Ordinary people meet special needs
Stacy Long
Stacy Long
AFA Journal staff writer

April 2012 – In 1962, Dick and Judy Hoyt celebrated the birth of their first child. Life for the Holland, Massachusetts, family would be far different than they had ever imagined – or hoped.

Diagnosed as a spastic quadriplegic with cerebral palsy, baby Rick Hoyt had little hope. Doctors said there was no chance for him to live a normal life. 

Dick Hoyt remembers it well: “They said, ‘Forget Rick, put him in an institution, he’s never going to be anything but a vegetable for the rest of his life.’ On the way home, we cried, but then we talked and we said, ‘No we’re not going to put Rick away. We are going to bring him up like any other child.’ And that is what we have done.”

When Rick was 15, his father, recognizing Rick’s competitive spirit, lent Rick his arms and legs so that he could run in his first race – and so began Team Hoyt. Thirty-three years and 1,072 events later, Rick, unable to speak or move his arms and legs, has shown the world that human worth is not packaged in appearance and abilities. Team Hoyt has taught the world to view people with physical disabilities or special needs in the way Rick once described himself: “First and foremost, I am a person with a brain and intelligence.”

Recognizing the unique personhood of those with special needs begins in the home, as parents ensure that their children are accepted and incorporated into family life. Dick Hoyt said, “You just bring them up like any other child. The way we brought Rick up was hardly any different than the way we brought up the other boys except that we had to do more things for Rick.We accepted Rick for the way that he was, with the things that he could or couldn’t do. But he was always included; that’s the big thing. And we could look in his eyes and could tell that he understood everything.”

However, even with that revealing look into the eyes of a child with special needs, raising that child is anything but easy. The most patient and well-meaning parents experience moments of frustration, confusion and defeat when faced with difficulties in communication, delayed potty-training, disruptive behavior in public and other issues that limit the “best” life they had hoped to have for themselves and their children.

Learn to grieve 
Such parents are presented with a rare privilege and a tremendous challenge. Still, they must be prepared to drastically realign not only a lifestyle, but also their attitudes and expectations. 

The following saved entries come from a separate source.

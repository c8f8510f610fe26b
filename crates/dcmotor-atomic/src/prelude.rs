//! Prelude for convenient imports.
//!
//! ```rust
//! use dcmotor_atomic::prelude::*;
//!
//! let counters = ClampCounters::new();
//! counters.record(ClampEvent::StallDetected);
//! ```

pub use crate::counters::{ClampCounters, ClampEvent, ClampSnapshot};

Denise Coy, a Boise, Idaho, mother of two children with special needs, said, “You have to realign your priorities and find out what is really important in life.” 

Parents must come to terms with the realization that making room in their lives for this child means more than placing a crib in the bedroom. 

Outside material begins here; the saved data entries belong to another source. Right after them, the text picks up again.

//! The motor controller: one update cycle over encoder, PID and driver.

use core::borrow::Borrow;

use dcmotor_atomic::{ClampCounters, ClampEvent};
use dcmotor_errors::MotorResult;
use dcmotor_filters::LowPassFilter;
use dcmotor_hal::{AnalogInput, DigitalInput, MotorHal};
use tracing::{debug, error, info, warn};

use crate::config::{ModeSwitchPolicy, MotorConfig};
use crate::driver::{DriveCommand, DriveOutput, MotorDriver, Polarity};
use crate::encoder::{EncoderState, QuadratureEncoder};
use crate::pid::{PidController, PidGains, PidOutput};
use crate::velocity::VelocityEstimator;

/// Active control target.
#[derive(Debug, Clone, Copy, PartialEq)]
pub enum ControlMode {
    /// Track a velocity in counts per second
    Velocity {
        /// Setpoint
        target: f32,
    },
    /// Track an encoder position in counts
    Position {
        /// Setpoint
        target: i32,
    },
}

impl ControlMode {
    /// Whether `other` selects the same target kind.
    #[inline]
    pub fn same_kind(&self, other: &ControlMode) -> bool {
        core::mem::discriminant(self) == core::mem::discriminant(other)
    }

    /// Short name for log fields.
    pub const fn name(&self) -> &'static str {
        match self {
            ControlMode::Velocity { .. } => "velocity",
            ControlMode::Position { .. } => "position",
        }
    }

    fn sign_range(&self) -> SignRange {
        match *self {
            ControlMode::Velocity { target } if target < 0.0 => SignRange::NonPositive,
            ControlMode::Velocity { .. } => SignRange::NonNegative,
            ControlMode::Position { .. } => SignRange::Symmetric,
        }
    }
}

impl Default for ControlMode {
    fn default() -> Self {
        ControlMode::Velocity { target: 0.0 }
    }
}

/// Signed range the smoothed power is clamped to.
#[derive(Debug, Clone, Copy, PartialEq, Eq)]
enum SignRange {
    NonNegative,
    NonPositive,
    Symmetric,
}

impl SignRange {
    /// Returns `(clamped, sign_clamped, saturated)`.
    fn apply(self, power: f32, max_pwm: f32) -> (f32, bool, bool) {
        match self {
            SignRange::NonNegative => (power.clamp(0.0, max_pwm), power < 0.0, power > max_pwm),
            SignRange::NonPositive => (power.clamp(-max_pwm, 0.0), power > 0.0, power < -max_pwm),
            SignRange::Symmetric => (power.clamp(-max_pwm, max_pwm), false, power.abs() > max_pwm),
        }
    }
}

/// Everything one [`DcMotorController::update`] call computed.
#[derive(Debug, Clone, Copy, PartialEq)]
pub struct CycleReport {
    /// Mode that was active for this cycle
    pub mode: ControlMode,
    /// Encoder snapshot the cycle worked from
    pub encoder: EncoderState,
    /// Signed velocity estimate in counts per second
    pub velocity: f32,
    /// Smoothed motor current in amps
    pub current: f32,
    /// PID step result
    pub pid: PidOutput,
    /// PID output after the power filter
    pub smoothed_power: f32,
    /// Integer power handed to the driver
    pub commanded_power: i32,
    /// What the driver wrote
    pub output: DriveOutput,
}

/// Closed-loop controller for one DC motor.
///
/// Owns its HAL, configuration and loop state. The encoder is held through
/// `E`: by value for host simulation ([`DcMotorController::new`]), or as a
/// shared reference to a `static` [`QuadratureEncoder`] on a target
/// ([`DcMotorController::with_encoder`]). In the second form the interrupt
/// handlers call the encoder directly and never touch the controller, so
/// `update` runs with interrupts enabled and only its encoder snapshot is a
/// critical section.
///
/// # Interrupt-driven targets
///
/// ```
/// use dcmotor_control::prelude::*;
/// use dcmotor_hal::prelude::*;
///
/// static ENCODER: QuadratureEncoder = QuadratureEncoder::new(0);
///
/// // Encoder A interrupt, with the pin levels and clock read by the handler.
/// fn on_edge_a(a: Level, b: Level, now_us: u64) {
///     ENCODER.on_channel_a(a, b, now_us);
/// }
///
/// let config = MotorConfig::new(255)?;
/// let mut motor = DcMotorController::with_encoder(SimulatedHal::new(), &ENCODER, config)?;
/// motor.hal_mut().advance_us(500);
/// on_edge_a(Level::High, Level::Low, 500);
/// motor.update();
/// assert_eq!(motor.position(), 1);
/// # Ok::<(), dcmotor_errors::MotorError>(())
/// ```
///
/// # Example
///
/// ```
/// use dcmotor_control::prelude::*;
/// use dcmotor_hal::prelude::*;
///
/// let config = MotorConfig::builder()
///     .max_pwm(255)
///     .gains(PidGains::new(1.2, 0.8, 0.0))
///     .build()?;
/// let mut motor = DcMotorController::new(SimulatedHal::new(), config)?;
///
/// motor.set_desired_velocity(1000.0);
/// motor.hal_mut().advance_ms(10);
/// let report = motor.update();
///
/// assert_eq!(report.output.state, BridgeState::Forward);
/// assert_eq!(motor.hal().pwm_duty(PwmOutput::Power), 255);
/// # Ok::<(), dcmotor_errors::MotorError>(())
/// ```
#[derive(Debug)]
pub struct DcMotorController<H: MotorHal, E = QuadratureEncoder> {
    hal: H,
    config: MotorConfig,
    mode: ControlMode,
    encoder: E,
    velocity: VelocityEstimator,
    pid: PidController,
    current_filter: LowPassFilter,
    power_filter: LowPassFilter,
    counters: ClampCounters,
    last_report: Option<CycleReport>,
}

impl<H: MotorHal> DcMotorController<H> {
    /// Validate `config`, take ownership of `hal` and initialize with an
    /// encoder owned by the controller.
    ///
    /// Edges reach this encoder through [`Self::on_encoder_a`] and
    /// [`Self::on_encoder_b`], which suits host simulation where one thread
    /// drives both. See [`DcMotorController::with_encoder`] for interrupt
    /// driven targets.
    ///
    /// # Errors
    ///
    /// Returns an error if `config` is invalid, including an unset PWM
    /// ceiling.
    pub fn new(hal: H, config: MotorConfig) -> MotorResult<Self> {
        Self::with_encoder(hal, QuadratureEncoder::new(0), config)
    }
}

As Coy said, “You have to take time to mourn the loss of the life you thought you were going to have. And I think that is an ongoing process.” 

Judy Blake of Houston, Texas, has two sons with autism and is author of the book Judy’s World. She agrees that grief is a natural part of making this adjustment. “There is shock,” she said. “And then you cry, and you cry, and you cry.”

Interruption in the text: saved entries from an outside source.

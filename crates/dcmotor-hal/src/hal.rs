//! The hardware abstraction trait.

use crate::pins::{AnalogInput, DigitalInput, DigitalOutput, Level, PwmOutput};

/// Board-level I/O needed by one motor channel.
///
/// Methods that only observe hardware (`read_digital`, `micros`, `millis`)
/// take `&self` so they can be called from encoder interrupt handlers while
/// the update cycle owns the controller.
///
/// # Real-Time Safety
///
/// Implementations must not allocate or block. Every method is called at
/// least once per update cycle, and `read_digital`/`micros` once per encoder
/// edge.
///
/// # Clocks
///
/// Both clocks are monotonic and free-running. `millis` is expected to track
/// `micros / 1000`; the controller uses `micros` for filtering and encoder
/// timing and `millis` for the stall timeout only.
pub trait MotorHal {
    /// Drive a direction output.
    fn write_digital(&mut self, output: DigitalOutput, level: Level);

    /// Sample an encoder input.
    fn read_digital(&self, input: DigitalInput) -> Level;

    /// Sample an analog input. Raw converter units.
    fn read_analog(&mut self, input: AnalogInput) -> u16;

    /// Set a PWM duty. `0` is off; full scale is board-defined.
    fn write_pwm(&mut self, output: PwmOutput, duty: u16);

    /// Microseconds since an arbitrary epoch.
    fn micros(&self) -> u64;

    /// Milliseconds since the same epoch as [`MotorHal::micros`].
    fn millis(&self) -> u64;
}

impl<H: MotorHal + ?Sized> MotorHal for &mut H {
    #[inline]
    fn write_digital(&mut self, output: DigitalOutput, level: Level) {
        (**self).write_digital(output, level);
    }

    #[inline]
    fn read_digital(&self, input: DigitalInput) -> Level {
        (**self).read_digital(input)
    }

    #[inline]
    fn read_analog(&mut self, input: AnalogInput) -> u16 {
        (**self).read_analog(input)
    }

    #[inline]
    fn write_pwm(&mut self, output: PwmOutput, duty: u16) {
        (**self).write_pwm(output, duty);
    }

    #[inline]
    fn micros(&self) -> u64 {
        (**self).micros()
    }

    #[inline]
    fn millis(&self) -> u64 {
        (**self).millis()
    }
}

Even after the shock subsides, fears remain. Most people have little experience with the disabled; thus, raising a handicapped child can be frighteningly uncertain. This is especially true as the varying forms and degrees of disability defy the wisdom of any parenting guidebook. 

Blake explained, “With this you don’t know how a child is going to develop or how they are going to respond to different therapies. It is that fear of the unknown that is so frightening.”

Live day by day 
Dick Hoyt said, “Doctors couldn’t tell us what to expect. We took it day by day and did everything that we thought we should, because Rick couldn’t communicate to us.” 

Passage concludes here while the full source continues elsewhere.